Ferrón debe vérselas no solo con ese tema un tanto complejo para cantar sino también –y sobre todo– con el que viene luego: “Amarilla flor”, de Jade. Ambos, parte del acervo “duro” del flaco que era el único capaz de llegar a esos raros registros vocales. Y sí, hay que decirlo: si algo tienen de impotencia los homenajes es que precisamente no está el homenajeado, y en este caso el vacío se duplica porque la voz de Luis, su estilo hiperdefinido, fue una de las marcas constantes de su arte. Tal vez la más. Por eso Ferrón lucha, pero sale airoso. “Yo dejo todo y me voy al limbo de tu piel” y chau. Aplausos. El sonido, ahora si, se va ajustando hacia el corazón de la luna y es momento del mandato de  la sangre. Sale Rawsi, entra Spinetta (Gustavo) y la banda articula un viejo tema de Artaud (“Cementerio Club”) con su batero original. La versión es levemente diferente de aquella (un blues lisérgico se deja impregnar por ciertos toques de jazz) y da paso a uno de los momentos más calientes de la noche. 

Baltasar Comotto, poderoso guitarrista de Para los árboles, hace detonar los decibeles de la escena con una tremenda versión de “Yo miro tu amor”. Un torbellino sónico proviene de esas cuerdas que también abastecen al Indio Solari. Lo que se escucha, en esos ataques demoníacos, es una espesura vital que liga con el de por sí espeso verano porteño. Y recuerda otro de los legados clave del flaco: transformar en belleza locuras, misterios y complejidades. “Nos tomamos un respiro porque lo que viene es cosa seria, amigos”, lanza Malosetti que también oficia de maestro de ceremonias–. Y lo que irrumpe es cosa seria, obvio: el gran Carlos Alberto Rufino al bajo. “Olé, olé, olé, Machi, Machi” (con acento en la í) es el cántico que se apodera del espacio. Lo que hace el metrónomo humano de Invisible es ir hasta “Durazno Sangrando” (lamentablemente, el único tema de la mejor banda de Spinetta que suena en el tributo), cantarlo, tocarlo, viajarse con todos, con todas, y seguir en plan de delikatessen musical, ahora mediante “Era de Uranio”, y con el tecladista de Bajo Belgrano (Leo Sujatovich), a su lado.

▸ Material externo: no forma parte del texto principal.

//! Random sampling helpers.
//!
//! Every helper takes the generator explicitly so each render task can own
//! its own stream; nothing here touches a global or thread-local RNG.

use crate::Vec3;
use rand::{Rng, RngCore};

/// Uniform `f64` in `[0, 1)`.
#[inline]
pub fn gen_f64(rng: &mut dyn RngCore) -> f64 {
    rng.gen::<f64>()
}

/// Uniform `f64` in `[min, max)`.
#[inline]
pub fn gen_range(rng: &mut dyn RngCore, min: f64, max: f64) -> f64 {
    min + (max - min) * gen_f64(rng)
}

/// Vector with each component uniform in `[min, max)`.
pub fn random_vec3(rng: &mut dyn RngCore, min: f64, max: f64) -> Vec3 {
    Vec3::new(
        gen_range(rng, min, max),
        gen_range(rng, min, max),
        gen_range(rng, min, max),
    )
}

/// Uniformly distributed unit vector.
///
/// Rejection-samples the cube `[-1, 1]^3` into the unit ball, then
/// normalizes. Points too close to the origin are rejected as well so the
/// normalization cannot blow up.
pub fn random_unit_vector(rng: &mut dyn RngCore) -> Vec3 {
    loop {
        let p = random_vec3(rng, -1.0, 1.0);
        let len_sq = p.length_squared();
        if 1e-160 < len_sq && len_sq <= 1.0 {
            return p / len_sq.sqrt();
        }
    }
}

/// Random point in the unit disk on the z = 0 plane.
pub fn random_in_unit_disk(rng: &mut dyn RngCore) -> Vec3 {
    loop {
        let p = Vec3::new(gen_range(rng, -1.0, 1.0), gen_range(rng, -1.0, 1.0), 0.0);
        if p.length_squared() < 1.0 {
            return p;
        }
    }
}

/// Random point in the square `[-0.5, 0.5] x [-0.5, 0.5]` on the z = 0 plane.
#[inline]
pub fn sample_square(rng: &mut dyn RngCore) -> Vec3 {
    Vec3::new(gen_f64(rng) - 0.5, gen_f64(rng) - 0.5, 0.0)
}
//! Ember math types.
//!
//! Double-precision vectors built on glam, plus the ray, interval and
//! sampling helpers the renderer is written against.

pub use glam::DVec3;

mod interval;
mod ray;
pub mod random;
mod vector;

pub use interval::Interval;
pub use ray::Ray;
pub use vector::{near_zero, reflect, refract};

/// 3D vector of `f64` components.
pub type Vec3 = DVec3;

/// A position in space.
pub type Point3 = DVec3;

/// Linear RGB color, components nominally in `[0, 1]`.
pub type Color = DVec3;
//! Vector helpers used by the scattering code.

use crate::Vec3;

/// Absolute per-component threshold below which a vector counts as zero.
const NEAR_ZERO_EPSILON: f64 = 1e-8;

/// Returns true if every component of `v` is within 1e-8 of zero.
#[inline]
pub fn near_zero(v: Vec3) -> bool {
    v.x.abs() < NEAR_ZERO_EPSILON && v.y.abs() < NEAR_ZERO_EPSILON && v.z.abs() < NEAR_ZERO_EPSILON
}

/// Reflect a vector about a normal.
#[inline]
pub fn reflect(v: Vec3, n: Vec3) -> Vec3 {
    v - 2.0 * v.dot(n) * n
}

/// Refract a unit vector through a surface with unit normal `n`.
///
/// `etai_over_etat` is the ratio of refractive indices on the incident and
/// transmitted sides. The caller is responsible for total internal
/// reflection; this always returns a refracted direction.
#[inline]
pub fn refract(uv: Vec3, n: Vec3, etai_over_etat: f64) -> Vec3 {
    let cos_theta = (-uv).dot(n).min(1.0);
    let r_out_perp = etai_over_etat * (uv + cos_theta * n);
    let r_out_parallel = -(1.0 - r_out_perp.length_squared()).abs().sqrt() * n;
    r_out_perp + r_out_parallel
}
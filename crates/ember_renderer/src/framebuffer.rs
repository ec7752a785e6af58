//! 8-bit RGB output buffer.

use crate::bucket::BucketResult;

/// A `width x height` grid of RGB pixels, row-major, top row first.
///
/// Stored as one flat interleaved byte vector so encoders can take it
/// as-is; [`Framebuffer::slots_mut`] hands out one exclusive `&mut [u8; 3]`
/// per pixel for parallel writers.
#[derive(Debug, Clone, PartialEq, Eq)]
pub struct Framebuffer {
    width: u32,
    height: u32,
    data: Vec<u8>,
}

impl Framebuffer {
    /// Create a new framebuffer filled with black.
    pub fn new(width: u32, height: u32) -> Self {
        Self {
            width,
            height,
            data: vec![0; width as usize * height as usize * 3],
        }
    }

    pub fn width(&self) -> u32 {
        self.width
    }

    pub fn height(&self) -> u32 {
        self.height
    }

    /// Number of pixels.
    pub fn len(&self) -> usize {
        self.data.len() / 3
    }

    pub fn is_empty(&self) -> bool {
        self.data.is_empty()
    }

    fn index(&self, x: u32, y: u32) -> usize {
        y as usize * self.width as usize + x as usize
    }

    fn pixels(&self) -> &[[u8; 3]] {
        bytemuck::cast_slice(&self.data)
    }

    fn pixels_mut(&mut self) -> &mut [[u8; 3]] {
        bytemuck::cast_slice_mut(&mut self.data)
    }

    /// Get the pixel at (x, y).
    pub fn get(&self, x: u32, y: u32) -> [u8; 3] {
        self.pixels()[self.index(x, y)]
    }

    /// Set the pixel at (x, y).
    pub fn set(&mut self, x: u32, y: u32, rgb: [u8; 3]) {
        let index = self.index(x, y);
        self.pixels_mut()[index] = rgb;
    }

    /// Every pixel slot with its coordinates, in row-major order.
    ///
    /// Each slot is a distinct mutable borrow, so slots can be moved into
    /// independent tasks.
    pub fn slots_mut(&mut self) -> impl Iterator<Item = (u32, u32, &mut [u8; 3])> {
        let width = self.width as usize;
        self.pixels_mut()
            .iter_mut()
            .enumerate()
            .map(move |(index, slot)| ((index % width) as u32, (index / width) as u32, slot))
    }

    /// Copy a rendered bucket into place.
    pub fn write_bucket(&mut self, result: &BucketResult) {
        let bucket = &result.bucket;
        for (row, line) in result.pixels.chunks_exact(bucket.width as usize).enumerate() {
            let start = self.index(bucket.x, bucket.y + row as u32);
            self.pixels_mut()[start..start + line.len()].copy_from_slice(line);
        }
    }

    /// Interleaved RGB bytes, row-major, top to bottom.
    pub fn as_bytes(&self) -> &[u8] {
        &self.data
    }

    pub fn into_bytes(self) -> Vec<u8> {
        self.data
    }
}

Vuelve Malosetti, abrazo de titanes, y fuga hacia otra de las perlas preciosas de Jade: “Enero del último día”, del disco Madre en años luz, el último de aquella banda y primero en ser grabado en máster digital. Epumer y Fontana formaron parte del hito. Malosetti y Machi no (el bajista fue César Franov) pero la versión no destiñe. “Hay como un aire extraño / por todos lados / –nena que te estoy perdiendo– / y enloquecidos corren / luego cada uno regresa a su casa / y no hace más nada / y no hace más nada” (¿otro presagio spinetteano, tal vez?). La multitud corea ahora a Epumer, cacique de la guitarra, mientras retorna Del Guercio. “Estamos celebrando un cumpleaños, no nos olvidemos”, recuerda el ex Almendra y Aquelarre, que en el día del músico saca del arcón una canción acorde: “A estos hombres tristes”, y se vuelve a juntar con Rodo García para otro de los momentos más breves, sorpresivos y hermosos del convite: “Leves instrucciones”, del segundo disco de Almendra. Tras ese haz de luz la rockean con una que sí saben todos: “Ana no duerme”.

Ahora le toca el turno a Pescado Rabioso. Rubén Goldín, cuya voz luce igual –o mejor, incluso– que en épocas de la trova rosarina, trae otra de las piezas que forman parte del riñón de todo spinetteano que se precie de tal: “Cristálida”, o “Aguas claras de Olimpos”, del doble de Pescado, es otro de los puntos álgidos, marca pieles. La interpretación de Goldín roza lo impecable y la última frase queda latiendo en los corazones: “Todo gigante muere cansado de devorar a los de abajo” (¡ojalá!). Sobrevienen “Iris”, tema registrado en Los Amigo, que Luis no alcanzó a tocar en vivo, y “Casas marcadas”, abrillantada por la voz de Goldín, la guitarra acústica de Ferrón, y dibujos hechos por Spinetta que se proyectan en la pantalla del fondo: automóviles, seres deformes, casas, cosas… futurismo pictórico de entre casa. 

Diez de la noche en punto. El calor no afloja un grado y encima sube David Lebón con la guitarra en llamas. “Feliz cumpleaños Luis y, nada, a disfrutar”, lanza el rabioso pescado y mete un giro calmo con “Laura Va” para luego sí atacar a dos puntas (la otra es la de Ricardo Mollo) con un proyectil que siempre da en el blanco: “Despiértate nena”. Las nenas se despiertan, lógico, y se suben al rayo de amor melancólico que determina la que sigue (“Figuración”) cantada por Mollo. “Vamos a llamar al más grande de todos… yo no tengo ninguna objetividad si tengo que hablar de él”, anuncia Malosetti. Y el anunciado es León Gieco. La misión es cantar con todos (incluso los padres de los chicos del Ecos fallecidos en el accidente vial, en 2006) la canción “8 de octubre”, y después sí disfrutar del himno nacional de la ternura (“Todas las hojas son del viento”), de una versión colectiva (con todos los músicos en el escenario) de “Quedándote o yéndote”, y de ese rocanrolazo cuadrado y conmovedor que el imaginario spinetteano se niega a olvidar, pese a sus casi cincuenta años de existencia: “Rutas argentinas”.  “¿Cuánto tiempo más llevará?”… seguro que mucho, probablemente todo… a los seres que te hacen la vida un poco mejor es imposible olvidarlos, porque precisamente vencen al tiempo.